**TASK DIRECTIONS:**
Filter these entries down to the lines that hold the word "observed", and show each of them.

━━━━━━━━━━━━━━━━

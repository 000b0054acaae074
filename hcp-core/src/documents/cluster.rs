//! Cluster documents and their satellite state.

use super::{Document, ProvisionedResource};
use crate::keys::{
    TYPE_BILLING, TYPE_CLUSTERS, TYPE_EXTERNAL_AUTHS, TYPE_MANAGEMENT_CONTENT, TYPE_NODE_POOLS,
    TYPE_PROVIDER_STATE,
};
use crate::resource_id::ResourceId;
use crate::state::ProvisioningState;
use crate::version::MinorVersion;
use chrono::{DateTime, Utc};
use semver::Version;
use serde::{Deserialize, Serialize};

/// A hosted control-plane cluster.
#[derive(Debug, Clone, PartialEq, Eq, Serialize, Deserialize)]
#[serde(rename_all = "camelCase")]
pub struct ClusterDocument {
    pub id: ResourceId,
    /// Cluster-service identifier (href) of the remote counterpart, set once
    /// the frontend has created it.
    #[serde(default, skip_serializing_if = "Option::is_none")]
    pub internal_id: Option<String>,
    #[serde(default, skip_serializing_if = "Option::is_none")]
    pub active_operation_id: Option<ResourceId>,
    pub provisioning_state: ProvisioningState,
    /// Customer-requested `major.minor` upgrade target.
    #[serde(default, skip_serializing_if = "Option::is_none")]
    pub desired_minor_version: Option<MinorVersion>,
    /// Update-graph channel group, e.g. `stable`.
    pub channel_group: String,
}

impl ClusterDocument {
    #[must_use]
    pub fn new(id: ResourceId) -> Self {
        Self {
            id,
            internal_id: None,
            active_operation_id: None,
            provisioning_state: ProvisioningState::Accepted,
            desired_minor_version: None,
            channel_group: "stable".to_owned(),
        }
    }
}

impl Document for ClusterDocument {
    const KIND: &'static str = TYPE_CLUSTERS;

    fn id(&self) -> &ResourceId {
        &self.id
    }
}

impl ProvisionedResource for ClusterDocument {
    fn provisioning_state(&self) -> ProvisioningState {
        self.provisioning_state
    }

    fn set_provisioning_state(&mut self, state: ProvisioningState) {
        self.provisioning_state = state;
    }

    fn active_operation_id(&self) -> Option<&ResourceId> {
        self.active_operation_id.as_ref()
    }

    fn set_active_operation_id(&mut self, id: Option<ResourceId>) {
        self.active_operation_id = id;
    }
}

/// A node pool under a cluster.
#[derive(Debug, Clone, PartialEq, Eq, Serialize, Deserialize)]
#[serde(rename_all = "camelCase")]
pub struct NodePoolDocument {
    pub id: ResourceId,
    #[serde(default, skip_serializing_if = "Option::is_none")]
    pub internal_id: Option<String>,
    #[serde(default, skip_serializing_if = "Option::is_none")]
    pub active_operation_id: Option<ResourceId>,
    pub provisioning_state: ProvisioningState,
}

impl NodePoolDocument {
    #[must_use]
    pub fn new(id: ResourceId) -> Self {
        Self {
            id,
            internal_id: None,
            active_operation_id: None,
            provisioning_state: ProvisioningState::Accepted,
        }
    }
}

impl Document for NodePoolDocument {
    const KIND: &'static str = TYPE_NODE_POOLS;

    fn id(&self) -> &ResourceId {
        &self.id
    }
}

impl ProvisionedResource for NodePoolDocument {
    fn provisioning_state(&self) -> ProvisioningState {
        self.provisioning_state
    }

    fn set_provisioning_state(&mut self, state: ProvisioningState) {
        self.provisioning_state = state;
    }

    fn active_operation_id(&self) -> Option<&ResourceId> {
        self.active_operation_id.as_ref()
    }

    fn set_active_operation_id(&mut self, id: Option<ResourceId>) {
        self.active_operation_id = id;
    }
}

/// An external authentication configuration under a cluster.
#[derive(Debug, Clone, PartialEq, Eq, Serialize, Deserialize)]
#[serde(rename_all = "camelCase")]
pub struct ExternalAuthDocument {
    pub id: ResourceId,
    #[serde(default, skip_serializing_if = "Option::is_none")]
    pub internal_id: Option<String>,
    #[serde(default, skip_serializing_if = "Option::is_none")]
    pub active_operation_id: Option<ResourceId>,
    pub provisioning_state: ProvisioningState,
}

impl ExternalAuthDocument {
    #[must_use]
    pub fn new(id: ResourceId) -> Self {
        Self {
            id,
            internal_id: None,
            active_operation_id: None,
            provisioning_state: ProvisioningState::Accepted,
        }
    }
}

impl Document for ExternalAuthDocument {
    const KIND: &'static str = TYPE_EXTERNAL_AUTHS;

    fn id(&self) -> &ResourceId {
        &self.id
    }
}

impl ProvisionedResource for ExternalAuthDocument {
    fn provisioning_state(&self) -> ProvisioningState {
        self.provisioning_state
    }

    fn set_provisioning_state(&mut self, state: ProvisioningState) {
        self.provisioning_state = state;
    }

    fn active_operation_id(&self) -> Option<&ResourceId> {
        self.active_operation_id.as_ref()
    }

    fn set_active_operation_id(&mut self, id: Option<ResourceId>) {
        self.active_operation_id = id;
    }
}

/// Billing status for a cluster. Stamped with a deletion timestamp before
/// the cluster hierarchy is torn down, so a crashed teardown stays
/// restartable and usage reporting sees the end of life exactly once.
#[derive(Debug, Clone, PartialEq, Eq, Serialize, Deserialize)]
#[serde(rename_all = "camelCase")]
pub struct BillingDocument {
    pub id: ResourceId,
    pub cluster_id: ResourceId,
    pub creation_time: DateTime<Utc>,
    #[serde(default, skip_serializing_if = "Option::is_none")]
    pub deletion_time: Option<DateTime<Utc>>,
}

impl Document for BillingDocument {
    const KIND: &'static str = TYPE_BILLING;

    fn id(&self) -> &ResourceId {
        &self.id
    }
}

/// How many past versions the active-version history keeps.
pub const MAX_ACTIVE_VERSIONS: usize = 5;

/// Service-provider-side version state for a cluster: the recent history of
/// versions observed running (newest first) and the version the service
/// wants the cluster to reach next.
#[derive(Debug, Clone, PartialEq, Eq, Serialize, Deserialize)]
#[serde(rename_all = "camelCase")]
pub struct ServiceProviderClusterDocument {
    pub id: ResourceId,
    /// Newest-first, truncated to [`MAX_ACTIVE_VERSIONS`]. The head is the
    /// most recent snapshot taken from the cluster service.
    #[serde(default, skip_serializing_if = "Vec::is_empty")]
    pub active_versions: Vec<Version>,
    /// Set only to a version reachable from every active version via the
    /// update graph.
    #[serde(default, skip_serializing_if = "Option::is_none")]
    pub desired_version: Option<Version>,
}

impl ServiceProviderClusterDocument {
    #[must_use]
    pub fn new(id: ResourceId) -> Self {
        Self {
            id,
            active_versions: Vec::new(),
            desired_version: None,
        }
    }

    #[must_use]
    pub fn latest_active(&self) -> Option<&Version> {
        self.active_versions.first()
    }

    /// Records a freshly observed running version. Returns whether the
    /// history changed.
    pub fn observe_version(&mut self, version: Version) -> bool {
        if self.latest_active() == Some(&version) {
            return false;
        }
        self.active_versions.retain(|v| *v != version);
        self.active_versions.insert(0, version);
        self.active_versions.truncate(MAX_ACTIVE_VERSIONS);
        true
    }
}

impl Document for ServiceProviderClusterDocument {
    const KIND: &'static str = TYPE_PROVIDER_STATE;

    fn id(&self) -> &ResourceId {
        &self.id
    }
}

/// Opaque management-side placement content for a cluster.
#[derive(Debug, Clone, PartialEq, Eq, Serialize, Deserialize)]
#[serde(rename_all = "camelCase")]
pub struct ManagementClusterDocument {
    pub id: ResourceId,
    pub content: serde_json::Value,
}

impl Document for ManagementClusterDocument {
    const KIND: &'static str = TYPE_MANAGEMENT_CONTENT;

    fn id(&self) -> &ResourceId {
        &self.id
    }
}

━━━━━━━━━━━━━━━━

**EXPECTED ANSWER:**
/// versions observed running (newest first) and the version the service
    /// Records a freshly observed running version. Returns whether the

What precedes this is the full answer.